The Hon’ble High Court observed that the allegation in notice u/s 148A(b) that the Petitioner had not filed return of income was factually incorrect. The Hon’ble High Court stated that the submission of the Department that mistake was committed in course of cut and paste cannot be taken as an appropriate explanation from the respondents. The name of the petitioner was mentioned in the first paragraph of the annexure and then the authority issuing the notice had apparently mentioned about a data available on the e-filing portal which is not a correct data. The fact remained that the petitioner had filed its ITR and his audit report was also uploaded.

The Hon’ble High Court further noted that in the second paragraph of the annexure, it is stated that the assessee had deposited cash in the Bank and had also made transactions but all these transactions had not at all been discussed later on and what had ultimately transpired is that the Assessing Officer has disallowed long term capital gain of Rs. 25,90,000/- only which was claimed by the petitioner in his Income Tax Return. The Hon’ble High Court opined that in view of the above conduct of the Department, the contention of the petitioner that in the annexure to the notice issued under section 148A (b) of the Act, the amount of escaped assessment was inflated to bring it over and above Rs. 50 lakhs only to avoid the period of limitation has much force and there was no reason as to why this submission of the petitioner be not accepted.

The Hon’ble High Court further noted that while issuing notice under section 148A(b), the notice issuing authority not only relied upon wrong information but he also failed to submit any material in support of the same to the petitioner.

The Hon’ble High Court observed that the Hon’ble Supreme Court in the case of Rajeev Bansal held that “under section 148A(b), the Assessing Officer has to comply with two requirements : (i) issuance of a show-cause notice; and (ii) supply of all the relevant information which forms the basis of the show-cause notice. The supply of the relevant material and information allows the assessee to respond to the show-cause notice. The deemed notices were effectively incomplete because the other requirement of supplying the relevant material or information to the assessees was not fulfilled. The second requirement could only have been fulfilled by the Revenue by an actual supply of the relevant material or information that formed the basis of the deemed notice.”

The Hon’ble High Court further noted that in the case of Ashish Agarwal the Hon’ble Supreme Court had held that a show cause notice is effectively issued in terms of Section 148A(b) only if it is supplied along with the relevant information and materials by the Assessing Officer. Due to the legal fiction, the Assessing Officers were deemed to have been inhibited from acting in pursuance of the section 148 A(b) notice till the relevant materials were supplied to the assessee..

The Hon’ble High Court further observed that the speech of the finance minister while introducing the amendment in the Income Tax Laws may be found in the judgment of the Hon’ble Delhi High Court in which it is clearly stated that only in serious tax evasion cases where there is evidence of concealment of income of more than Rs. 50 lakhs, can the re-assessment be opened beyond the prescribed limitation period of three years. The approval for the same has to be taken from the highest level of the Department.

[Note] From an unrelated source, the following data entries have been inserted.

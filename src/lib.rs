//! Wavyte Lottie drives Lottie animations in lockstep with a host compositor's frame clock.
//!
//! An [`AnimationComponent`] loads a document on a worker thread, renders each clock tick through
//! one of two interchangeable backends and publishes the result as a texture on a
//! [`DisplayNode`]:
//!
//! - the markup backend rebuilds an SVG tree in an instance-owned document environment and
//!   serializes it; the texture bridge rasterizes that markup (through a transient file or in
//!   memory)
//! - the raster backend paints straight into an offscreen `vello_cpu` surface
//!
//! Frame indices come from a [`FrameMapper`], either time-driven (`floor(elapsed * fps)`) or one
//! frame per tick, clamped to the last frame or wrapped when looping.
#![forbid(unsafe_code)]
#![deny(missing_docs)]

mod foundation;

/// Host frame clock and frame mapping.
pub mod clock;
/// Animation component lifecycle.
pub mod component;
/// Document loading and the Lottie model.
pub mod document;
/// Managed animation object and scene evaluation.
pub mod engine;
/// Render backends.
pub mod render;
/// Textures, display nodes and the texture bridge.
pub mod texture;

pub use crate::foundation::core::{
    Affine, BezPath, Canvas, FrameIndex, FrameRate, Point, Rect, Rgba8, Vec2,
};
pub use crate::foundation::error::{LottieError, LottieResult};

pub use crate::clock::frame_clock::{FrameClock, SubscriptionId};
pub use crate::clock::mapper::{FrameCursor, FrameMapper, FramePolicy};
pub use crate::component::config::{AnimationConfig, RasterizerKind};
pub use crate::component::lifecycle::{
    AnimationComponent, ComponentEvent, ComponentState, TickStats,
};
pub use crate::document::loader::{
    AnimationDocument, DocumentSource, DocumentTiming, load_document,
};
pub use crate::engine::animation::{ElementInfo, LottieAnimation};
pub use crate::engine::scene::FrameScene;
pub use crate::render::backend::{
    BackendKind, BackendOpts, ClockPolicy, FrameRGBA, MarkupFrame, RenderBackend, RenderedFrame,
    create_backend,
};
pub use crate::texture::bridge::TextureBridge;
pub use crate::texture::node::{DisplayNode, Texture};
pub use crate::texture::rasterize::{FileRoundTripRasterizer, InMemoryRasterizer, MarkupRasterizer};
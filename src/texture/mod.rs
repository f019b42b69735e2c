//! Compositor-facing texture slot and the adapters that fill it from rendered frames.

/// Publishing rendered frames onto display nodes.
pub mod bridge;
/// Texture and display-node types.
pub mod node;
/// Markup-to-pixels conversion.
pub mod rasterize;
use crate::document::loader::DocumentTiming;
use crate::foundation::core::{FrameIndex, FrameRate};

/// How compositor ticks advance the animation.
#[derive(Clone, Copy, Debug, Default, PartialEq, Eq, serde::Serialize, serde::Deserialize)]
#[serde(rename_all = "snake_case")]
pub enum FramePolicy {
    /// `frame = floor((now - origin) * frame_rate)`, independent of tick cadence.
    #[default]
    TimeDriven,
    /// One frame per observed tick, independent of wall time.
    TickDriven,
}

/// Maps elapsed compositor time onto a playback frame index.
#[derive(Clone, Copy, Debug, PartialEq)]
pub struct FrameMapper {
    frame_rate: FrameRate,
    total_frames: u64,
    looping: bool,
    policy: FramePolicy,
}

impl FrameMapper {
    /// Mapper for an animation of `total_frames` frames (at least one is assumed).
    pub fn new(frame_rate: FrameRate, total_frames: u64, looping: bool, policy: FramePolicy) -> Self {
        Self {
            frame_rate,
            total_frames: total_frames.max(1),
            looping,
            policy,
        }
    }

    /// Mapper for a loaded document.
    pub fn from_timing(timing: &DocumentTiming, looping: bool, policy: FramePolicy) -> Self {
        Self::new(timing.frame_rate, timing.total_frames, looping, policy)
    }

    /// Active policy.
    pub fn policy(&self) -> FramePolicy {
        self.policy
    }

    /// Number of frames the mapper clamps or wraps to.
    pub fn total_frames(&self) -> u64 {
        self.total_frames
    }

    /// Whether frames wrap instead of freezing on the last one.
    pub fn is_looping(&self) -> bool {
        self.looping
    }

    /// Time-driven frame for `now`, both in seconds on the same clock.
    pub fn compute_frame(&self, origin_secs: f64, now_secs: f64) -> FrameIndex {
        self.fit(self.frame_rate.frames_between_floor(origin_secs, now_secs))
    }

    /// Fold an unbounded frame count into `[0, total_frames)`: wrap when looping, otherwise
    /// freeze on the last frame.
    pub fn fit(&self, raw: u64) -> FrameIndex {
        if self.looping {
            FrameIndex(raw % self.total_frames)
        } else {
            FrameIndex(raw.min(self.total_frames - 1))
        }
    }
}

/// Per-component playback position.
#[derive(Clone, Copy, Debug, Default, PartialEq)]
pub struct FrameCursor {
    origin_time: Option<f64>,
    current_frame: FrameIndex,
    ticks: u64,
    high_water: u64,
}

impl FrameCursor {
    /// Cursor that has not seen a tick yet.
    pub fn new() -> Self {
        Self::default()
    }

    /// Time of the first tick observed, once one has been.
    pub fn origin_time(&self) -> Option<f64> {
        self.origin_time
    }

    /// Frame computed by the most recent [`FrameCursor::advance`].
    pub fn current_frame(&self) -> FrameIndex {
        self.current_frame
    }

    /// Ticks observed since the origin.
    pub fn ticks(&self) -> u64 {
        self.ticks
    }

    /// Observe a tick at `now_secs` and return the target frame.
    ///
    /// The first call fixes the origin. The unbounded frame count never decreases, even if the
    /// clock goes backwards.
    pub fn advance(&mut self, mapper: &FrameMapper, now_secs: f64) -> FrameIndex {
        let origin = *self.origin_time.get_or_insert(now_secs);
        let raw = match mapper.policy() {
            FramePolicy::TimeDriven => mapper.frame_rate.frames_between_floor(origin, now_secs),
            FramePolicy::TickDriven => self.ticks,
        };
        self.ticks += 1;
        self.high_water = self.high_water.max(raw);
        self.current_frame = mapper.fit(self.high_water);
        self.current_frame
    }
}

#[cfg(test)]
#[path = "../../tests/unit/clock/mapper.rs"]
mod tests;
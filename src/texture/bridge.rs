use std::path::PathBuf;
use std::sync::Arc;

use crate::foundation::error::LottieResult;
use crate::render::backend::RenderedFrame;
use crate::texture::node::{DisplayNode, Texture};
use crate::texture::rasterize::{FileRoundTripRasterizer, InMemoryRasterizer, MarkupRasterizer};

/// Converts rendered frames into textures and swaps them onto a display node.
pub struct TextureBridge {
    rasterizer: Box<dyn MarkupRasterizer>,
}

impl std::fmt::Debug for TextureBridge {
    fn fmt(&self, f: &mut std::fmt::Formatter<'_>) -> std::fmt::Result {
        f.debug_struct("TextureBridge").finish_non_exhaustive()
    }
}

impl TextureBridge {
    /// Bridge using a custom markup rasterizer.
    pub fn new(rasterizer: Box<dyn MarkupRasterizer>) -> Self {
        Self { rasterizer }
    }

    /// Bridge that round-trips markup through transient files in `dir`.
    pub fn file_round_trip(dir: impl Into<PathBuf>) -> Self {
        Self::new(Box::new(FileRoundTripRasterizer::new(dir)))
    }

    /// Bridge that rasterizes markup in memory.
    pub fn in_memory() -> Self {
        Self::new(Box::new(InMemoryRasterizer))
    }

    /// Convert `frame` and assign it to `node`.
    ///
    /// On error the node keeps its previous texture.
    #[tracing::instrument(level = "trace", skip_all)]
    pub fn publish(&self, frame: RenderedFrame, node: &DisplayNode) -> LottieResult<()> {
        let texture = match frame {
            RenderedFrame::Raster(pixels) => Texture::from_frame(pixels)?,
            RenderedFrame::Markup(markup) => self.rasterizer.rasterize(&markup)?,
        };
        node.replace_texture(Arc::new(texture));
        Ok(())
    }
}

#[cfg(test)]
#[path = "../../tests/unit/texture/bridge.rs"]
mod tests;
use anyhow::Context as _;
use quick_xml::Writer;
use quick_xml::events::{BytesEnd, BytesStart, BytesText, Event};

use crate::foundation::core::Canvas;
use crate::foundation::error::LottieResult;
use crate::render::fonts::FontRegistry;

/// Markup tree node.
#[derive(Clone, Debug, PartialEq)]
pub enum Node {
    /// Nested element.
    Element(Element),
    /// Character data.
    Text(String),
}

/// A minimal DOM element: tag, ordered attributes and children.
#[derive(Clone, Debug, PartialEq)]
pub struct Element {
    tag: String,
    attrs: Vec<(String, String)>,
    children: Vec<Node>,
}

impl Element {
    /// Create an empty element.
    pub fn new(tag: impl Into<String>) -> Self {
        Self {
            tag: tag.into(),
            attrs: Vec::new(),
            children: Vec::new(),
        }
    }

    /// Builder form of [`Element::set_attr`].
    pub fn attr(mut self, name: &str, value: impl ToString) -> Self {
        self.set_attr(name, value);
        self
    }

    /// Set an attribute, replacing an existing value.
    pub fn set_attr(&mut self, name: &str, value: impl ToString) {
        let value = value.to_string();
        match self.attrs.iter_mut().find(|(n, _)| n == name) {
            Some(slot) => slot.1 = value,
            None => self.attrs.push((name.to_owned(), value)),
        }
    }

    /// Attribute value, if set.
    pub fn get_attr(&self, name: &str) -> Option<&str> {
        self.attrs
            .iter()
            .find(|(n, _)| n == name)
            .map(|(_, v)| v.as_str())
    }

    /// Builder form of [`Element::append`].
    pub fn child(mut self, el: Element) -> Self {
        self.append(el);
        self
    }

    /// Builder: append character data.
    pub fn text(mut self, text: impl Into<String>) -> Self {
        self.children.push(Node::Text(text.into()));
        self
    }

    /// Append a child element.
    pub fn append(&mut self, el: Element) {
        self.children.push(Node::Element(el));
    }

    /// Remove every child.
    pub fn clear_children(&mut self) {
        self.children.clear();
    }

    /// Tag name.
    pub fn tag(&self) -> &str {
        &self.tag
    }

    /// Child nodes.
    pub fn children(&self) -> &[Node] {
        &self.children
    }

    /// Depth-first search for descendants (including `self`) with `tag`.
    pub fn find_by_tag(&self, tag: &str) -> Vec<&Element> {
        let mut out = Vec::new();
        self.walk(&mut |el| {
            if el.tag == tag {
                out.push(el);
            }
        });
        out
    }

    fn walk<'a>(&'a self, f: &mut impl FnMut(&'a Element)) {
        f(self);
        for child in &self.children {
            if let Node::Element(el) = child {
                el.walk(f);
            }
        }
    }

    /// Serialize this element and its subtree.
    pub fn outer_html(&self) -> LottieResult<String> {
        serialize(|writer| self.write_xml(writer))
    }

    /// Serialize the children only.
    pub fn inner_html(&self) -> LottieResult<String> {
        serialize(|writer| {
            self.children
                .iter()
                .try_for_each(|child| write_node(child, writer))
        })
    }

    fn write_xml(&self, writer: &mut Writer<Vec<u8>>) -> anyhow::Result<()> {
        let mut start = BytesStart::new(self.tag.as_str());
        for (name, value) in &self.attrs {
            start.push_attribute((name.as_str(), value.as_str()));
        }
        if self.children.is_empty() {
            writer.write_event(Event::Empty(start))?;
            return Ok(());
        }
        writer.write_event(Event::Start(start))?;
        for child in &self.children {
            write_node(child, writer)?;
        }
        writer.write_event(Event::End(BytesEnd::new(self.tag.as_str())))?;
        Ok(())
    }
}

fn write_node(node: &Node, writer: &mut Writer<Vec<u8>>) -> anyhow::Result<()> {
    match node {
        Node::Element(el) => el.write_xml(writer),
        Node::Text(t) => {
            writer.write_event(Event::Text(BytesText::new(t)))?;
            Ok(())
        }
    }
}

fn serialize(
    write: impl FnOnce(&mut Writer<Vec<u8>>) -> anyhow::Result<()>,
) -> LottieResult<String> {
    let mut writer = Writer::new(Vec::new());
    write(&mut writer).context("serialize markup tree")?;
    let markup = String::from_utf8(writer.into_inner()).context("markup is not UTF-8")?;
    Ok(markup)
}

/// Viewport the markup renderer lays its root element out in.
#[derive(Clone, Copy, Debug, PartialEq, Eq)]
pub struct WindowInfo {
    /// Viewport width in pixels.
    pub inner_width: u32,
    /// Viewport height in pixels.
    pub inner_height: u32,
}

/// Emulated document and window owned by a single markup backend, plus its font database.
///
/// Every markup backend builds its own environment and threads it through rendering explicitly;
/// nothing here is process-wide, so concurrent instances cannot observe each other.
#[derive(Clone, Debug)]
pub struct MarkupEnvironment {
    document: Element,
    window: WindowInfo,
    fonts: FontRegistry,
}

impl MarkupEnvironment {
    /// Build an environment sized to `canvas`.
    pub fn new(canvas: Canvas, fonts: FontRegistry) -> Self {
        Self {
            document: Element::new("div").attr("class", "lottie-container"),
            window: WindowInfo {
                inner_width: canvas.width,
                inner_height: canvas.height,
            },
            fonts,
        }
    }

    /// Container element the renderer mounts into.
    pub fn document(&self) -> &Element {
        &self.document
    }

    /// Mutable container element.
    pub fn document_mut(&mut self) -> &mut Element {
        &mut self.document
    }

    /// Viewport the next frame is laid out in.
    pub fn window(&self) -> WindowInfo {
        self.window
    }

    /// Instance font database.
    pub fn fonts(&self) -> &FontRegistry {
        &self.fonts
    }

    /// Mutable instance font database.
    pub fn fonts_mut(&mut self) -> &mut FontRegistry {
        &mut self.fonts
    }
}

#[cfg(test)]
#[path = "../../tests/unit/render/dom.rs"]
mod tests;
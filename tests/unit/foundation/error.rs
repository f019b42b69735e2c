use super::*;

#[test]
fn display_prefixes_are_stable() {
    assert!(
        LottieError::not_found("a.json", "missing")
            .to_string()
            .contains("document not found: 'a.json'")
    );
    assert!(
        LottieError::malformed("x")
            .to_string()
            .contains("malformed document:")
    );
    assert!(
        LottieError::backend_init("x")
            .to_string()
            .contains("backend init failed:")
    );
    assert!(LottieError::not_ready("x").to_string().contains("not ready:"));
    assert!(
        LottieError::texture_decode("x")
            .to_string()
            .contains("texture decode failed:")
    );
    assert!(
        LottieError::transient_io("x")
            .to_string()
            .contains("transient artifact io error:")
    );
    assert!(
        LottieError::validation("x")
            .to_string()
            .contains("validation error:")
    );
}

#[test]
fn other_preserves_source() {
    let base = std::io::Error::other("boom");
    let err = LottieError::Other(anyhow::Error::new(base));
    assert!(err.to_string().contains("boom"));
}

#[test]
fn not_ready_is_detectable() {
    assert!(LottieError::not_ready("x").is_not_ready());
    assert!(!LottieError::malformed("x").is_not_ready());
}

The Hon’ble High Court opined that there was no iota of doubt that no effective show-cause notice under section 148A (b) of the Act was served upon the petitioner. The fact that the petitioner did not respond to the show-cause notice would not make the show-cause notice good and compliant with the requirement of law. After coming into force of the Finance Act 2021, the Department could have issued a notice u/s 148 of the Act, only if the condition prescribed under Section 149(1) (b) would have been satisfied.

The Hon’ble High Court held that proceeding initiated against the petitioner was based on incorrect information furnished in the notice under section 148(A) (b) which was not supported by any material, therefore, the very initiation of the proceeding by issuing section 148 notice stood vitiated.

Accordingly, impugned orders and the demand raised against the petitioner was quashed.